Our novel visualization technique is integrated into the web application for the weighted maturity model. Since the application relies entirely on client-side scripting, the visualization utilizes the open-source JavaScript library D3.js (https://d3js.org (accessed on 9 February 2025)), which offers powerful functions and tools for creating dynamic, interactive visualizations [57].

6. Conclusions

The developed comprehensive weighted maturity model provides an enhancement for the data preparation process, ensuring that the data are prepared in the best possible way to meet the objectives of the data analysis.
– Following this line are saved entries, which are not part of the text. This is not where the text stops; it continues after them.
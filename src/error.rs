use thiserror::Error;

/// BackendError
///
/// Failures talking to the platform API. None of them reaches the routing
/// layer as a fault: the session simply stays in the loading state.
#[derive(Debug, Error)]
pub enum BackendError {
    #[error("backend request failed: {0}")]
    Transport(#[from] reqwest::Error),

    #[error("backend answered {status} for {endpoint}")]
    Status { endpoint: String, status: u16 },

    #[error("backend unavailable: {0}")]
    Unavailable(String),
}
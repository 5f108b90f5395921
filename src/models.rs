use std::collections::BTreeMap;

use serde::{Deserialize, Serialize};
use ts_rs::TS;
use utoipa::{IntoParams, ToSchema};
use uuid::Uuid;

use crate::session::AuthStatus;

// --- Platform Schemas (as returned by the backend API) ---

/// User
///
/// The signed-in account as the platform API describes it. Only the fields the
/// console needs to drive its guards and chrome are kept.
#[derive(Debug, Clone, Serialize, Deserialize, TS, ToSchema, PartialEq, Eq)]
#[ts(export)]
pub struct User {
    pub id: Uuid,
    pub username: String,
    pub email: String,
    #[serde(default)]
    pub status: UserStatus,
    #[serde(default)]
    pub roles: Vec<Role>,
}

impl User {
    pub fn is_active(&self) -> bool {
        self.status == UserStatus::Active
    }
}

/// UserStatus
///
/// Suspended accounts keep their profile but may not hold a console session.
#[derive(Debug, Clone, Copy, Default, Serialize, Deserialize, TS, ToSchema, PartialEq, Eq)]
#[serde(rename_all = "lowercase")]
#[ts(export)]
pub enum UserStatus {
    #[default]
    Active,
    Suspended,
}

#[derive(Debug, Clone, Serialize, Deserialize, TS, ToSchema, PartialEq, Eq)]
#[ts(export)]
pub struct Role {
    pub name: String,
    pub display_name: String,
}

// --- Console Schemas (served by this crate) ---

/// RouteQuery
///
/// Query string of `GET /api/console/route`.
#[derive(Debug, Deserialize, IntoParams)]
#[into_params(parameter_in = Query)]
pub struct RouteQuery {
    /// The console path to resolve, including its query string if any.
    pub path: String,
}

/// RouteDecision
///
/// What the console would do for a path, given the caller's session. The
/// front end uses it to mirror the server's routing without re-implementing
/// the guards.
#[derive(Debug, Clone, Serialize, Deserialize, TS, ToSchema, PartialEq, Eq)]
#[serde(tag = "kind", rename_all = "snake_case")]
#[ts(export)]
pub enum RouteDecision {
    /// The route rendered. `page` is `None` when a permission guard hid the content.
    Render {
        page: Option<String>,
        pattern: String,
        params: BTreeMap<String, String>,
        framed: bool,
        status: u16,
    },
    /// A guard or a redirect element sent the viewer elsewhere.
    Redirect { to: String },
    /// The session is still loading; ask again shortly.
    Deferred,
}

/// SessionSnapshotResponse
///
/// The state the guards see for the caller: what `GET /api/console/session` returns.
#[derive(Debug, Clone, Serialize, Deserialize, TS, ToSchema, PartialEq, Eq)]
#[ts(export)]
pub struct SessionSnapshotResponse {
    pub status: AuthStatus,
    pub user: Option<User>,
    pub permissions: BTreeMap<String, bool>,
    pub feature_visibility: BTreeMap<String, bool>,
}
With the calculated level of maturity for data preparation, a quantifiable value is determined that describes the extent to which the prepared data align with the subsequent data analysis. The additional integration of the weighting scheme for the different criteria, which are used to ascertain the level of maturity, is a significant development as it enables the level of maturity to be much more expressive for the data preparation process. The development of an automated evaluation for the weighted maturity model with a web application, as well as a novel visualization for displaying the results of the level of maturity with different available features to obtain further insights into the level of maturity, provide an easy, accessible, straightforward, and fast way to utilize the weighted maturity model within a data analysis project.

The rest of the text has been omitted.